Until recently, it was thought that the birthplace of the famous American director of Jewish origin, Fred Zinnemann (1907-1997), was Austria. Meanwhile, in 2021, a Rzeszów resident Anna Bochenek published his biography, containing different information on the subject. The author confirmed earlier speculations that the director of ‘High Noon’ was not born in Vienna, as he assured everyone, but in Rzeszów.
Zinnemann was born into an intelligentsia family that had lived in Rzeszów and its neighbourhood for generations. His father Oskar was a doctor in private practice. He studied in Vienna, while his grandfather worked as a bookkeeper on his mother’s side and made soap on his father’s side. The Zinnemann family lived in Rzeszow’s Market Square at number 3.
Unfortunately, it has not been possible to find any documents that could be a reliable source of information about Fred’s Rzeszów period. We do not even know which school he attended.
It is presumed that during the First World War, as a result of the turmoil, the family had to leave the troubled city of Rzeszów and travelled to Vienna, which Fred’s father knew from his studies. The Zinnemanns liked the city so much that they settled there for a long time.
In Vienna, the future director studied law, but in 1929, against his parents’ wishes, he emigrated to the United States. He had previously studied cinematography in Paris. Zinnemann described his departure from Austria as “an escape from zombie land”. In the USA in 1937, he began working for the then well-known Metro-Goldwyn-Mayer film studio.
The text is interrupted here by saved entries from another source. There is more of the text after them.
//! # `vectorize`
//!
//! Backfills embedding vectors for CRM call transcripts and emails.
//!
//! ```bash
//! vectorize                       # one pass with config defaults
//! vectorize run --drain           # keep going until nothing is pending
//! vectorize run --kind email --limit 100
//! vectorize stats                 # coverage and invariant check
//! ```
//!
//! Safe to schedule repeatedly: a run with nothing pending changes nothing.
//! The exit status is non-zero only when the run could not start (bad
//! config, unreachable store); individual record failures are reported in
//! the summary and retried by the next run.

use anyhow::Result;
use clap::{Parser, Subcommand};
use std::path::PathBuf;
use tracing::{error, warn};
use tracing_subscriber::EnvFilter;

use crm_vectorize::embed_cmd::{self, RunArgs};
use crm_vectorize::models::RecordKind;
use crm_vectorize::progress::ProgressMode;
use crm_vectorize::{config, migrate, stats, CancelFlag};

#[derive(Parser)]
#[command(
    name = "vectorize",
    about = "Incremental embedding backfill for CRM call transcripts and emails",
    version
)]
struct Cli {
    /// Path to configuration file (TOML).
    #[arg(long, global = true, default_value = "./config/vectorize.toml")]
    config: PathBuf,

    /// Progress output on stderr: auto, human, json, or off.
    #[arg(long, global = true, default_value = "auto", value_parser = ProgressMode::parse)]
    progress: ProgressMode,

    #[command(subcommand)]
    command: Option<Commands>,
}

#[derive(Subcommand)]
enum Commands {
    /// Create the CRM tables used by the pipeline. Idempotent.
    Init,

    /// Vectorize pending records (the default command).
    Run {
        /// Maximum records per pass (defaults to `pipeline.batch_limit`).
        #[arg(long)]
        limit: Option<usize>,

        /// Only process one kind of record: `call` or `email`.
        #[arg(long)]
        kind: Option<RecordKind>,

        /// Keep running passes until no new pending records remain.
        #[arg(long)]
        drain: bool,

        /// Show what would be attempted without embedding anything.
        #[arg(long)]
        dry_run: bool,
    },

    /// Clear stored vectors and re-embed everything.
    ///
    /// Use after switching embedding model or dimensionality.
    Rebuild {
        #[arg(long)]
        kind: Option<RecordKind>,
    },

    /// Show vector coverage and check the vector/flag invariant.
    Stats,
}

#[tokio::main]
async fn main() {
    init_tracing();

    if let Err(err) = run().await {
        error!(error = %err, "command failed");
        for cause in err.chain().skip(1) {
            error!(cause = %cause, "caused by");
        }
        std::process::exit(1);
    }
}

async fn run() -> Result<()> {
    let cli = Cli::parse();
    let cfg = config::load_config(&cli.config)?;

    match cli.command.unwrap_or(Commands::Run {
        limit: None,
        kind: None,
        drain: false,
        dry_run: false,
    }) {
        Commands::Init => {
            migrate::run_migrations(&cfg).await?;
            println!("Database initialized successfully.");
        }
        Commands::Run {
            limit,
            kind,
            drain,
            dry_run,
        } => {
            let args = RunArgs {
                limit,
                kind,
                drain,
                dry_run,
            };
            embed_cmd::run_vectorize(&cfg, &args, cli.progress, cancel_on_ctrl_c()).await?;
        }
        Commands::Rebuild { kind } => {
            embed_cmd::run_rebuild(&cfg, kind, cli.progress, cancel_on_ctrl_c()).await?;
        }
        Commands::Stats => {
            stats::run_stats(&cfg).await?;
        }
    }

    Ok(())
}

/// A cancel flag that trips on Ctrl-C; the run stops after the current record.
fn cancel_on_ctrl_c() -> CancelFlag {
    let cancel = CancelFlag::new();
    let flag = cancel.clone();
    tokio::spawn(async move {
        if tokio::signal::ctrl_c().await.is_ok() {
            warn!("interrupt received, finishing current record");
            flag.cancel();
        }
    });
    cancel
}

fn init_tracing() {
    let env_filter = EnvFilter::try_from_default_env().unwrap_or_else(|_| EnvFilter::new("info"));

    tracing_subscriber::fmt()
        .with_env_filter(env_filter)
        .with_target(false)
        .with_ansi(atty::is(atty::Stream::Stderr))
        .with_writer(std::io::stderr)
        .init();
}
At first, he directed short films, but by 1939 he had already won an Oscar for ”That Mothers Might Live”.
The director’s parents were murdered by the Germans during the Holocaust, but the exact circumstances have never been established. After the war, Zinnemann’s career flourished as successfully as it had during the interwar period. He produced films such as the eight Oscar-winning “From Here to Eternity” (1953) and, in the 1970s, “The Day of the Jackal”. He used to say about some of his films: ‘The fact that someone is shooting is not interesting. What I want to understand is why he shoots and what it implies”. The director received as many as 10 Oscar nominations and was awarded the Oscar four times.
Zinnemann’s work inspired an election poster urging people to vote for Solidarity in 1989 in Poland. It features Gary Cooper from the film “High Noon” holding a ballot instead of a revolver.